Extracted information
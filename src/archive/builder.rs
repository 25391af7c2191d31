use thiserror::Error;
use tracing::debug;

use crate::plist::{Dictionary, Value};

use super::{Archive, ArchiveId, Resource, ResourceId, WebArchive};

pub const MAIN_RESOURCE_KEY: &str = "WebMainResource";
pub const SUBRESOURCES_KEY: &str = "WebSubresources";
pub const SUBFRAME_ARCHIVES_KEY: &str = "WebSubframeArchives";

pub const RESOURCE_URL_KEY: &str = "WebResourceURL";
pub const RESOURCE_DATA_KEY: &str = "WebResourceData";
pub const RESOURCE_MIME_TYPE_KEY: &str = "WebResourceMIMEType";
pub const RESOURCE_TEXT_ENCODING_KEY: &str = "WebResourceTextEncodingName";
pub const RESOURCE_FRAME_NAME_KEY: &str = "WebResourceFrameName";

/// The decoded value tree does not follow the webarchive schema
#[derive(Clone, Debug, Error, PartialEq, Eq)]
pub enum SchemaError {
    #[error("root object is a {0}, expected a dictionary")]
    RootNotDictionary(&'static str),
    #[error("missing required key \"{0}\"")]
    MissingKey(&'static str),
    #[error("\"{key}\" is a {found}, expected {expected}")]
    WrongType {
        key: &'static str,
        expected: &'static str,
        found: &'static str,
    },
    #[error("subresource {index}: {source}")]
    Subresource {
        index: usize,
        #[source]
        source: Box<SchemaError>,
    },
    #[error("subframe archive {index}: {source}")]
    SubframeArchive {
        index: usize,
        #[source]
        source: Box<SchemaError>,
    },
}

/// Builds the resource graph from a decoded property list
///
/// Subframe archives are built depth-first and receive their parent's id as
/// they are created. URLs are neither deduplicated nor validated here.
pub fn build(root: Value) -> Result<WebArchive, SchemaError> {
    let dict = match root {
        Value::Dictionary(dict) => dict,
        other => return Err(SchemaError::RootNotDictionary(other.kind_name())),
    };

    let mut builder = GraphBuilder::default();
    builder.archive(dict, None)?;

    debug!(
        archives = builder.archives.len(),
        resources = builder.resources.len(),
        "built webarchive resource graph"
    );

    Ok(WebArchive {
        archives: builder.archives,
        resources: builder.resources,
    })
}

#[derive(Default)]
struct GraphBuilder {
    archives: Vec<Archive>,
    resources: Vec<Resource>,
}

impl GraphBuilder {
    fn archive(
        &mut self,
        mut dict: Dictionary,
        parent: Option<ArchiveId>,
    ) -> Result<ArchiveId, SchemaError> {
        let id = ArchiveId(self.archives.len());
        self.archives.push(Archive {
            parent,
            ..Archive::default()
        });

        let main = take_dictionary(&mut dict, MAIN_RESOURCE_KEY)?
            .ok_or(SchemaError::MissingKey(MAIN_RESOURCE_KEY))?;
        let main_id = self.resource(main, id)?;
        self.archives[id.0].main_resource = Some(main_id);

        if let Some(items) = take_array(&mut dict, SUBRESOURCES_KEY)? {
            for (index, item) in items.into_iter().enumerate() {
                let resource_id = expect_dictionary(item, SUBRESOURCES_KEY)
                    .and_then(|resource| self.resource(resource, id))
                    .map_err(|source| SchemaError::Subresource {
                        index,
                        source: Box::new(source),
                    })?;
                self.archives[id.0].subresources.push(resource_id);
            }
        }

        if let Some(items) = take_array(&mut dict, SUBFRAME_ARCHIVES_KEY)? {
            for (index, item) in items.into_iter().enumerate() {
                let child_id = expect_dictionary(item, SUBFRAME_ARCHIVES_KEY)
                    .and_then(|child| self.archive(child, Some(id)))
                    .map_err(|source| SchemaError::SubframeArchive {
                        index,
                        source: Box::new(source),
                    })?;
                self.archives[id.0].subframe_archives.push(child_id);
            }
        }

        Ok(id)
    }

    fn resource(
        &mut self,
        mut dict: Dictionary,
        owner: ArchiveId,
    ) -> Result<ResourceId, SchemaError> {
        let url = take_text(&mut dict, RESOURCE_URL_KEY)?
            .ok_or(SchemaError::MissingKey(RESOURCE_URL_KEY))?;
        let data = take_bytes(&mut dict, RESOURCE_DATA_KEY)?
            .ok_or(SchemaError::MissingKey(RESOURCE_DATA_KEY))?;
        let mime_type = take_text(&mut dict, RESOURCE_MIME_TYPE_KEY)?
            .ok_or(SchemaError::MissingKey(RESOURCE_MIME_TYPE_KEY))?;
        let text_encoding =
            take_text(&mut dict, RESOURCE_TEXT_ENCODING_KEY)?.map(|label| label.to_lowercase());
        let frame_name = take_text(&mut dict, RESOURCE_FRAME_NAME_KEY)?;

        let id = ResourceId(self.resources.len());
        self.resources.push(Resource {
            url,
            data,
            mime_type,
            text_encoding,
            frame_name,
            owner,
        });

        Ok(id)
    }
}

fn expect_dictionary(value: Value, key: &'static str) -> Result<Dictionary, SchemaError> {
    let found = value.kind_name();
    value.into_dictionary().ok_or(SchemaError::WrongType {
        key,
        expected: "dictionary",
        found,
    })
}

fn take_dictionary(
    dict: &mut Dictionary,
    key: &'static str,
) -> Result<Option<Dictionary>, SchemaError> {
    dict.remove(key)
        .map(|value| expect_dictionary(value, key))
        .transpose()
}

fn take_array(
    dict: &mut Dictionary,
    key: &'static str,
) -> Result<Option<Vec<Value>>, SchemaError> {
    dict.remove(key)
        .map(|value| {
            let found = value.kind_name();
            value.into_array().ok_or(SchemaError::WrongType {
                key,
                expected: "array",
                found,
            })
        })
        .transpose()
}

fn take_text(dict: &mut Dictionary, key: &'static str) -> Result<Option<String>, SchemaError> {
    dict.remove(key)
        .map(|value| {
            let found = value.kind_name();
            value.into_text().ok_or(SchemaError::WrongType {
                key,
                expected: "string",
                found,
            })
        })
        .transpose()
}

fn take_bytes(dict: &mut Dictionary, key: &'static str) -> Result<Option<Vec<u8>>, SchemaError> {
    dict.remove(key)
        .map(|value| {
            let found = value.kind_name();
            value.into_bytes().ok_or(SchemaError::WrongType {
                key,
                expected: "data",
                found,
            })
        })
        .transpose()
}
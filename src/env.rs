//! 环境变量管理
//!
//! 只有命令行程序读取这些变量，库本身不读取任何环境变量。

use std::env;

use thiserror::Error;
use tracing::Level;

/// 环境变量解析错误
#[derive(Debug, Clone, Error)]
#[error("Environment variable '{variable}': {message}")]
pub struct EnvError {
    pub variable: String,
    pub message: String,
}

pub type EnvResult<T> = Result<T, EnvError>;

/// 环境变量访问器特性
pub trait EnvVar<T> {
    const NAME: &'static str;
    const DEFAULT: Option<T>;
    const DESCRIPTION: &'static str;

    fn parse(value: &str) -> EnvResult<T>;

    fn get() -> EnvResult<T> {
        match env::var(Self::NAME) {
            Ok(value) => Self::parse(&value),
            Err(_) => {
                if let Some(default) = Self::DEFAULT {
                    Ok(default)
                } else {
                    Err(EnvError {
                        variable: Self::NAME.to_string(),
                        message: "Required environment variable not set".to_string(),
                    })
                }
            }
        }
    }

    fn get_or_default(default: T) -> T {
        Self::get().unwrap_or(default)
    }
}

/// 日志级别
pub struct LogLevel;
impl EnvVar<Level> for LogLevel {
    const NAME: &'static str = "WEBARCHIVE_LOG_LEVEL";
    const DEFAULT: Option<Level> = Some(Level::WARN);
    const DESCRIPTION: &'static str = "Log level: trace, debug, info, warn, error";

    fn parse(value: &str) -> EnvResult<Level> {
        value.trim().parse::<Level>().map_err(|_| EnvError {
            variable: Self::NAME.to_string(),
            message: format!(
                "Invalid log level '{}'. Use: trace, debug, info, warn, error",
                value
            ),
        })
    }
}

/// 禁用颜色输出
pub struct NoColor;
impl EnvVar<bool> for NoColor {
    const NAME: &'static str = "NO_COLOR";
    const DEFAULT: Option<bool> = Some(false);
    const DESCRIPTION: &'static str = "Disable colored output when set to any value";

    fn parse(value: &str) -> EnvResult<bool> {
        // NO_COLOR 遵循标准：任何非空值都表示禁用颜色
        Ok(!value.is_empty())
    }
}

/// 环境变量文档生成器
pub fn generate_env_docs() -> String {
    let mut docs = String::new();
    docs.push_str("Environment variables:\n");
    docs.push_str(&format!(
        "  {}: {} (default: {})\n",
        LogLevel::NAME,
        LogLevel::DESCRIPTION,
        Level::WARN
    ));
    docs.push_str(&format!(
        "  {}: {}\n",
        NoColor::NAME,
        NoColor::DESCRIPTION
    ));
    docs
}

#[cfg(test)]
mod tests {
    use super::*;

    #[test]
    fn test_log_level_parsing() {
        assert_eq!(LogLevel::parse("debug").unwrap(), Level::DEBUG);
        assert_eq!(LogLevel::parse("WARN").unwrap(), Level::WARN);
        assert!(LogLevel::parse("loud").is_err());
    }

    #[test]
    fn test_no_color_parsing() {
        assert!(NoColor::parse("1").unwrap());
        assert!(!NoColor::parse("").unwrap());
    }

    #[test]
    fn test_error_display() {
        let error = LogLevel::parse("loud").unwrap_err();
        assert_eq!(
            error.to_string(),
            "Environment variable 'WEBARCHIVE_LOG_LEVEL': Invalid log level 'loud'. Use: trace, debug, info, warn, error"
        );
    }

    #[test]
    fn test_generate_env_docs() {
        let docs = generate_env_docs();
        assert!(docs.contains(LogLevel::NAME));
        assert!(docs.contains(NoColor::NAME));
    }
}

Exercise objective
Out of the data above, return each line where the word "parent" can be found.

Solution for this problem
/// Subframe archives are built depth-first and receive their parent's id as
        parent: Option<ArchiveId>,
            parent,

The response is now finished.